Would you transcribe each of the entries exactly, with nothing added or dropped?
SUPPLIED DATA below:
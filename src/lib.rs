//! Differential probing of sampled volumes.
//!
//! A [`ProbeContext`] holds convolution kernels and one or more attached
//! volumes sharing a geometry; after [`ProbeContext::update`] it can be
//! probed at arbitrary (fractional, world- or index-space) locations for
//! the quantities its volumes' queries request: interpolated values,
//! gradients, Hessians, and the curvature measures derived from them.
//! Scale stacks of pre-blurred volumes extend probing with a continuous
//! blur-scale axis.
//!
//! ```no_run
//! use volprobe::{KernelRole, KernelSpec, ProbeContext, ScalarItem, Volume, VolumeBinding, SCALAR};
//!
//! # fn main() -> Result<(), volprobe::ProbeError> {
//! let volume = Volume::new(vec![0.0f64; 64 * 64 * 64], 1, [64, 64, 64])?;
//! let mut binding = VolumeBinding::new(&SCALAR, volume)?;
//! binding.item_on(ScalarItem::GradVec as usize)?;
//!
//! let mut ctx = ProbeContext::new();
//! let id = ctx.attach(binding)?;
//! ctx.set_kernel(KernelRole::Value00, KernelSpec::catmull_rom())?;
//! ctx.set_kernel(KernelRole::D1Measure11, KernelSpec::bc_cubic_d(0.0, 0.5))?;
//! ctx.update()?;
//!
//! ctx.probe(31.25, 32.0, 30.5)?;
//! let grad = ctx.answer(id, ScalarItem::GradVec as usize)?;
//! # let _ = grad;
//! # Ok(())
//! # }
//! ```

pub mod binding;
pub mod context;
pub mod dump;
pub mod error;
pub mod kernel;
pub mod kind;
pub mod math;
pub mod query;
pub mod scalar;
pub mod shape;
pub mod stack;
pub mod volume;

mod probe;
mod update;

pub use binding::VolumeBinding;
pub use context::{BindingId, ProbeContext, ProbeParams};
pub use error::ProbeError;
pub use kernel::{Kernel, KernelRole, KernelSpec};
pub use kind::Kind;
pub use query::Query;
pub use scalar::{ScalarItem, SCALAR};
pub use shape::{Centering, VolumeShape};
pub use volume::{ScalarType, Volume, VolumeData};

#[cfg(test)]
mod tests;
End of SUPPLIED DATA.
■ **TASK RESULT**:
filename src/lib.rs
//! Differential probing of sampled volumes.
//!
//! A [`ProbeContext`] holds convolution kernels and one or more attached
//! volumes sharing a geometry; after [`ProbeContext::update`] it can be
//! probed at arbitrary (fractional, world- or index-space) locations for
//! the quantities its volumes' queries request: interpolated values,
//! gradients, Hessians, and the curvature measures derived from them.
//! Scale stacks of pre-blurred volumes extend probing with a continuous
//! blur-scale axis.
//!
//! ```no_run
//! use volprobe::{KernelRole, KernelSpec, ProbeContext, ScalarItem, Volume, VolumeBinding, SCALAR};
//!
//! # fn main() -> Result<(), volprobe::ProbeError> {
//! let volume = Volume::new(vec![0.0f64; 64 * 64 * 64], 1, [64, 64, 64])?;
//! let mut binding = VolumeBinding::new(&SCALAR, volume)?;
//! binding.item_on(ScalarItem::GradVec as usize)?;
//!
//! let mut ctx = ProbeContext::new();
//! let id = ctx.attach(binding)?;
//! ctx.set_kernel(KernelRole::Value00, KernelSpec::catmull_rom())?;
//! ctx.set_kernel(KernelRole::D1Measure11, KernelSpec::bc_cubic_d(0.0, 0.5))?;
//! ctx.update()?;
//!
//! ctx.probe(31.25, 32.0, 30.5)?;
//! let grad = ctx.answer(id, ScalarItem::GradVec as usize)?;
//! # let _ = grad;
//! # Ok(())
//! # }
//! ```

pub mod binding;
pub mod context;
pub mod dump;
pub mod error;
pub mod kernel;
pub mod kind;
pub mod math;
pub mod query;
pub mod scalar;
pub mod shape;
pub mod stack;
pub mod volume;

mod probe;
mod update;

pub use binding::VolumeBinding;
pub use context::{BindingId, ProbeContext, ProbeParams};
pub use error::ProbeError;
pub use kernel::{Kernel, KernelRole, KernelSpec};
pub use kind::Kind;
pub use query::Query;
pub use scalar::{ScalarItem, SCALAR};
pub use shape::{Centering, VolumeShape};
pub use volume::{ScalarType, Volume, VolumeData};

#[cfg(test)]
mod tests;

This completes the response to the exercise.